No. 2016-0363
Nov. 1, 2018

Natalie Laflamme
Associate at Sulloway & Hollis in Concord practicing civil litigation
Copyright 2017 Robert C Strong II

Reversed and remanded.

  • Whether a defendant was “stopped in transit” such that the police did not need a warrant to search her vehicle.

The State appealed an order granting the defendant’s motion to suppress evidence seized from her automobile. In September 2015, an officer observed a car parked at a closed gas station.  Upon approaching the car, he saw the defendant sleeping in the driver’s seat. He shined a light and knocked to wake up the defendant. When doing so, he saw a filled syringe, which he believed contained narcotics. He asked the defendant to exit the car and she agreed. He asked what was in the syringe, and the defendant answered that it contained “meth.” Later tests showed that the syringe contained methamphetamine and the defendant was charged with possession of a controlled drug.

The defendant moved to suppress all evidence resulting from the search of her vehicle pursuant to the State and Federal Constitutions. The trial court granted the defendant’s motion, reasoning that because there was no recognized automobile exception to the warrant requirement under the State Constitution, the plain view doctrine did not authorize the warrantless search.

The Court stayed the State’s appeal pending the outcome of State v. Cora, 170 N.H. 186. The State argued that, under Cora, the officer did not need a warrant to seize the syringe from the defendant’s car because he had lawfully detained the defendant and had probable cause to believe that the plainly visible syringe contained narcotics.

The defendant acknowledged that whether the plain view exception justified an officer’s physical intrusion into a vehicle was rendered moot by Cora. The defendant argued, however, that the automobile exception recognized in Cora was limited to vehicles that are stopped in transit, and did not apply in her case as she was parked and asleep.

The Court first explained its decision in Cora. There, it determined that there is some reasonable expectation of privacy in certain parts of the interior of an automobile that are otherwise in public view and recognized a limited automobile exception to the warrant requirement. The Court held that police do not need a warrant to enter an automobile when: (1) the vehicle has been stopped in transit pursuant to a lawful stop; and (2) the police have probable cause to believe that a plainly visible item in the vehicle is contraband.

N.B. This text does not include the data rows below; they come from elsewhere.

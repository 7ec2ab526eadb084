//! Relay orchestration
//!
//! [`Relay`] owns the session registry, the fan-out engine and the peer
//! factory, and is what the HTTP boundary talks to. One instance is one
//! independent relay; nothing is process-global.

use std::sync::Arc;

use parking_lot::Mutex;
use serde::{Deserialize, Serialize};
use tokio::task::JoinHandle;
use webrtc::peer_connection::sdp::session_description::RTCSessionDescription;

use super::config::{RelayConfig, RelayMode};
use crate::error::{Error, NegotiationError, Result};
use crate::media::FileContainerOpener;
use crate::peer::{Negotiated, PeerFactory, PeerSettings};
use crate::registry::SessionRegistry;
use crate::relay::{FanOut, Player};
use crate::session::SessionState;
use crate::stats::{RelayStats, RelayStatsSnapshot};

/// Signaling request body
#[derive(Debug, Deserialize)]
pub struct ConnectRequest {
    pub offer: RTCSessionDescription,
}

/// Signaling response body
#[derive(Debug, Serialize)]
pub struct ConnectResponse {
    pub answer: RTCSessionDescription,
    pub success: bool,
}

/// Relay state exposed on the stats endpoint
#[derive(Debug, Serialize)]
pub struct RelayReport {
    pub mode: &'static str,
    /// Registered sessions in any non-terminal state
    pub sessions: usize,
    /// Sessions currently connected
    pub active_sessions: usize,
    #[serde(flatten)]
    pub stats: RelayStatsSnapshot,
}

/// A media relay instance
pub struct Relay {
    config: RelayConfig,
    registry: Arc<SessionRegistry>,
    fanout: Arc<FanOut>,
    stats: Arc<RelayStats>,
    peers: PeerFactory,
    player: Mutex<Option<JoinHandle<()>>>,
}

impl Relay {
    /// Create a relay from its configuration
    pub fn new(config: RelayConfig) -> Result<Self> {
        let registry = Arc::new(SessionRegistry::new());
        let stats = Arc::new(RelayStats::new());
        let fanout = Arc::new(FanOut::new(Arc::clone(&registry), Arc::clone(&stats)));

        let peers = PeerFactory::new(
            PeerSettings {
                mode: config.mode,
                ice_servers: config.ice_servers.clone(),
                write_timeout: config.write_timeout,
                mirror: config.mirror_config(),
            },
            Arc::clone(&fanout),
        )?;

        Ok(Self {
            config,
            registry,
            fanout,
            stats,
            peers,
            player: Mutex::new(None),
        })
    }

    pub fn config(&self) -> &RelayConfig {
        &self.config
    }

    pub fn registry(&self) -> &Arc<SessionRegistry> {
        &self.registry
    }

    pub fn fanout(&self) -> &Arc<FanOut> {
        &self.fanout
    }

    /// Start mode-specific background work
    ///
    /// In playback mode this spawns the pacing scheduler exactly once for
    /// the whole relay, independent of how many viewers join. Other modes
    /// have nothing to start.
    pub fn start(&self) -> Result<()> {
        if self.config.mode != RelayMode::Playback {
            return Ok(());
        }

        let mut slot = self.player.lock();
        if slot.is_some() {
            return Ok(());
        }

        if self.config.video_path.is_none() && self.config.audio_path.is_none() {
            return Err(Error::Server(
                "playback mode needs a video or audio file".into(),
            ));
        }

        let opener = FileContainerOpener::new(
            self.config.video_path.clone(),
            self.config.audio_path.clone(),
        );
        let player = Player::new(opener, Arc::clone(&self.fanout), self.config.playback.clone());

        tracing::info!(
            video = ?self.config.video_path,
            audio = ?self.config.audio_path,
            "Starting playback"
        );

        *slot = Some(tokio::spawn(async move {
            match player.run().await {
                Ok(()) => tracing::info!("Playback finished"),
                Err(e) => tracing::error!(error = %e, "Playback stopped"),
            }
        }));

        Ok(())
    }

    /// Negotiate and register a session for `offer`
    ///
    /// The session is registered only after its answer exists; a failed
    /// negotiation leaves the registry untouched.
    pub async fn connect(&self, offer: RTCSessionDescription) -> Result<RTCSessionDescription> {
        let Negotiated { answer, session } = self.peers.connect(offer).await?;

        self.stats.on_session_created();
        self.registry.add(session).await;

        Ok(answer)
    }

    /// Handle a raw `{"offer": ...}` request body
    pub async fn accept_offer(&self, body: &[u8]) -> Result<ConnectResponse> {
        let request: ConnectRequest = serde_json::from_slice(body)
            .map_err(|e| NegotiationError::MalformedOffer(e.to_string()))?;

        let answer = self.connect(request.offer).await?;

        Ok(ConnectResponse {
            answer,
            success: true,
        })
    }

    /// Current counters
    pub async fn report(&self) -> RelayReport {
        RelayReport {
            mode: self.config.mode.as_str(),
            sessions: self.registry.len().await,
            active_sessions: self.registry.active().await.len(),
            stats: self.stats.snapshot(),
        }
    }

    /// Stop playback and close every session
    pub async fn shutdown(&self) {
        if let Some(player) = self.player.lock().take() {
            player.abort();
        }

        let sessions = self.registry.clear().await;
        let count = sessions.len();
        for session in sessions {
            // Closes the underlying peer connection
            session.transition(SessionState::Closed);
        }

        tracing::info!(sessions = count, "Relay shut down");
    }
}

The Court held that it did not need to decide the limitations of the first Cora prong because, in this case, the defendant’s car was stopped in transit. The Court distinguished the case from its earlier decision in Camargo, 126 N.H. 756, upon which the defendant relied. In Camargo, the police seized a vehicle from a parking lot behind the defendant’s apartment. There, the Court concluded that the seizure did not meet the exigency exception because the automobile was parked and was not mobile. Camargo did not, however, establish as a matter of law that parked cars can never be “in transit.” Unlike the case before the court, the vehicle in Camargo, was unoccupied and parked where the defendant lived. Because the defendant in this case was in the driver’s seat and parked temporarily at a public place, the Court concluded that the vehicle was stopped in transit.  It reversed the trial court’s decision to grant the motion to suppress evidence and remanded the case.


Gordon J. MacDonald, attorney general (Sean R. Locke, assistant attorney general), for the State. Christine C. List, assistant appellate defender, for the defendant.